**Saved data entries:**
────

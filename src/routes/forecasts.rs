//! Forecast HTTP endpoints.
//!
//! - GET /api/v1/forecasts?latitude=&longitude=&issuance_date=&issuance_hour=
//! - GET /api/v1/forecasts/cell?latitude=&longitude=&issuance_date=&issuance_hour=

use axum::extract::{Query, State};
use axum::Json;
use chrono::{DateTime, Duration, NaiveDate, Timelike, Utc};
use serde::{Deserialize, Serialize};
use utoipa::{IntoParams, ToSchema};

use crate::db::models::ForecastRecord;
use crate::errors::{AppError, ErrorResponse};
use crate::services::interpolation::{self, BracketCell, InterpolatedRow, WindFormula};
use crate::services::presentation::{display_row, select_icon, DisplayRow, WeatherIcon};

/// Hour from which today's runs are considered published on the dashboard.
const SAME_DAY_ISSUANCE_HOUR: u32 = 12;

/// Shared application state for forecast endpoints.
#[derive(Clone)]
pub(crate) struct AppState {
    pub(crate) pool: sqlx::PgPool,
    pub(crate) wind_formula: WindFormula,
}

// ---------------------------------------------------------------------------
// Query parameter structs
// ---------------------------------------------------------------------------

#[derive(Debug, Deserialize, IntoParams)]
pub struct ForecastQuery {
    /// Latitude in degrees, [-90, 90]
    pub latitude: f64,
    /// Longitude in degrees, [-180, 360)
    pub longitude: f64,
    /// Issuance date (YYYY-MM-DD). Defaults to today from 12:00 UTC, else yesterday.
    pub issuance_date: Option<NaiveDate>,
    /// Issuance hour, 0 or 12. Defaults to 0.
    pub issuance_hour: Option<u32>,
}

// ---------------------------------------------------------------------------
// Response types
// ---------------------------------------------------------------------------

/// One interpolated valid time.
#[derive(Debug, Serialize, ToSchema)]
pub struct ForecastRow {
    /// Valid time in RFC 3339
    pub valid_time: String,
    /// Day label, `dd/mm`
    pub label: String,
    /// Total cloud cover (%)
    pub cloud_cover_pct: Option<f64>,
    /// 2 m temperature (°C)
    pub temperature_c: Option<f64>,
    /// Precipitation (mm)
    pub precipitation_mm: Option<f64>,
    /// Wind derived from the 10 m components (see `wind_formula`)
    pub wind: Option<f64>,
    /// Mean sea level pressure (hPa)
    pub pressure_hpa: Option<f64>,
    pub icon: Option<WeatherIcon>,
    pub display: DisplayRow,
}

impl From<InterpolatedRow> for ForecastRow {
    fn from(row: InterpolatedRow) -> Self {
        let icon = select_icon(row.cloud_cover_pct, row.precipitation_mm);
        let display = display_row(&row, icon);
        Self {
            valid_time: row.valid_time.to_rfc3339(),
            label: row.label,
            cloud_cover_pct: row.cloud_cover_pct,
            temperature_c: row.temperature_c,
            precipitation_mm: row.precipitation_mm,
            wind: row.wind,
            pressure_hpa: row.pressure_hpa,
            icon,
            display,
        }
    }
}

/// Interpolated point forecast for one issuance.
#[derive(Debug, Serialize, ToSchema)]
pub struct ForecastResponse {
    pub latitude: f64,
    /// Query longitude in signed form
    pub longitude: f64,
    /// Issuance in RFC 3339
    pub issuance_time: String,
    pub wind_formula: WindFormula,
    /// Lattice latitudes used for the interpolation
    pub grid_latitudes: Vec<i32>,
    /// Lattice longitudes used for the interpolation
    pub grid_longitudes: Vec<i32>,
    /// Empty when the issuance is not in the warehouse
    pub rows: Vec<ForecastRow>,
}

/// Raw warehouse row.
#[derive(Debug, Serialize, ToSchema)]
pub struct CellRecordResponse {
    pub issuance_time: String,
    pub valid_time: String,
    pub latitude: f64,
    pub longitude: f64,
    pub member: i32,
    pub u10: Option<f64>,
    pub v10: Option<f64>,
    pub tp: Option<f64>,
    pub tcc: Option<f64>,
    pub t2m: Option<f64>,
    pub prmsl: Option<f64>,
}

impl From<ForecastRecord> for CellRecordResponse {
    fn from(r: ForecastRecord) -> Self {
        Self {
            issuance_time: r.issuance_time.to_rfc3339(),
            valid_time: r.valid_time.to_rfc3339(),
            latitude: r.latitude,
            longitude: r.longitude,
            member: r.member,
            u10: r.u10,
            v10: r.v10,
            tp: r.tp,
            tcc: r.tcc,
            t2m: r.t2m,
            prmsl: r.prmsl,
        }
    }
}

// ---------------------------------------------------------------------------
// Validation helpers
// ---------------------------------------------------------------------------

fn validate_coordinates(latitude: f64, longitude: f64) -> Result<(), AppError> {
    if !latitude.is_finite() || !(-90.0..=90.0).contains(&latitude) {
        return Err(AppError::BadRequest(format!(
            "latitude must be within [-90, 90], got {}",
            latitude
        )));
    }
    if !longitude.is_finite() || !(-180.0..360.0).contains(&longitude) {
        return Err(AppError::BadRequest(format!(
            "longitude must be within [-180, 360), got {}",
            longitude
        )));
    }
    Ok(())
}

/// Issuance date shown by default: today once 12:00 UTC has passed,
/// otherwise yesterday.
pub fn default_issuance_date(now: DateTime<Utc>) -> NaiveDate {
    let today = now.date_naive();
    if now.hour() >= SAME_DAY_ISSUANCE_HOUR {
        today
    } else {
        today - Duration::days(1)
    }
}

/// Resolve the requested issuance time from the query.
fn resolve_issuance(query: &ForecastQuery, now: DateTime<Utc>) -> Result<DateTime<Utc>, AppError> {
    let hour = query.issuance_hour.unwrap_or(0);
    if hour != 0 && hour != 12 {
        return Err(AppError::BadRequest(format!(
            "issuance_hour must be 0 or 12, got {}",
            hour
        )));
    }
    let date = query.issuance_date.unwrap_or_else(|| default_issuance_date(now));
    date.and_hms_opt(hour, 0, 0)
        .map(|naive| naive.and_utc())
        .ok_or_else(|| AppError::BadRequest("Invalid issuance date".to_string()))
}

// ---------------------------------------------------------------------------
// Handlers
// ---------------------------------------------------------------------------

/// Interpolated forecast for a point.
///
/// Combines the ensemble-mean rows of the surrounding 1° cell, weighted by
/// distance. An issuance that is not in the warehouse yields an empty series.
#[utoipa::path(
    get,
    path = "/api/v1/forecasts",
    tag = "Forecasts",
    params(ForecastQuery),
    responses(
        (status = 200, description = "Interpolated forecast series", body = ForecastResponse),
        (status = 400, description = "Invalid coordinates or issuance", body = ErrorResponse),
    )
)]
pub async fn get_point_forecast(
    State(state): State<AppState>,
    Query(query): Query<ForecastQuery>,
) -> Result<Json<ForecastResponse>, AppError> {
    validate_coordinates(query.latitude, query.longitude)?;
    let issuance_time = resolve_issuance(&query, Utc::now())?;
    let cell = BracketCell::around(query.latitude, query.longitude);

    let rows = interpolation::forecast_for_point(
        &state.pool,
        query.latitude,
        query.longitude,
        issuance_time,
        state.wind_formula,
    )
    .await?;

    Ok(Json(ForecastResponse {
        latitude: cell.latitude,
        longitude: cell.longitude,
        issuance_time: issuance_time.to_rfc3339(),
        wind_formula: state.wind_formula,
        grid_latitudes: cell.latitudes,
        grid_longitudes: cell.longitudes,
        rows: rows.into_iter().map(ForecastRow::from).collect(),
    }))
}

/// Raw warehouse rows of the cell around a point.
#[utoipa::path(
    get,
    path = "/api/v1/forecasts/cell",
    tag = "Forecasts",
    params(ForecastQuery),
    responses(
        (status = 200, description = "Ensemble-mean rows of the bracketing cell", body = Vec<CellRecordResponse>),
        (status = 400, description = "Invalid coordinates or issuance", body = ErrorResponse),
    )
)]
pub async fn get_cell_forecast(
    State(state): State<AppState>,
    Query(query): Query<ForecastQuery>,
) -> Result<Json<Vec<CellRecordResponse>>, AppError> {
    validate_coordinates(query.latitude, query.longitude)?;
    let issuance_time = resolve_issuance(&query, Utc::now())?;
    let cell = BracketCell::around(query.latitude, query.longitude);

    let records = interpolation::fetch_cell(&state.pool, &cell, issuance_time).await?;
    Ok(Json(records.into_iter().map(CellRecordResponse::from).collect()))
}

────

**What to work on:** Exactly as they appear, retype the lines from the start of the records through the line containing "degrees, [-90, 90]".

**Reply to the exercise:**
filename src/routes/forecasts.rs
//! Forecast HTTP endpoints.
//!
//! - GET /api/v1/forecasts?latitude=&longitude=&issuance_date=&issuance_hour=
//! - GET /api/v1/forecasts/cell?latitude=&longitude=&issuance_date=&issuance_hour=

use axum::extract::{Query, State};
use axum::Json;
use chrono::{DateTime, Duration, NaiveDate, Timelike, Utc};
use serde::{Deserialize, Serialize};
use utoipa::{IntoParams, ToSchema};

use crate::db::models::ForecastRecord;
use crate::errors::{AppError, ErrorResponse};
use crate::services::interpolation::{self, BracketCell, InterpolatedRow, WindFormula};
use crate::services::presentation::{display_row, select_icon, DisplayRow, WeatherIcon};

/// Hour from which today's runs are considered published on the dashboard.
const SAME_DAY_ISSUANCE_HOUR: u32 = 12;

/// Shared application state for forecast endpoints.
#[derive(Clone)]
pub(crate) struct AppState {
    pub(crate) pool: sqlx::PgPool,
    pub(crate) wind_formula: WindFormula,
}

// ---------------------------------------------------------------------------
// Query parameter structs
// ---------------------------------------------------------------------------

#[derive(Debug, Deserialize, IntoParams)]
pub struct ForecastQuery {
    /// Latitude in degrees, [-90, 90]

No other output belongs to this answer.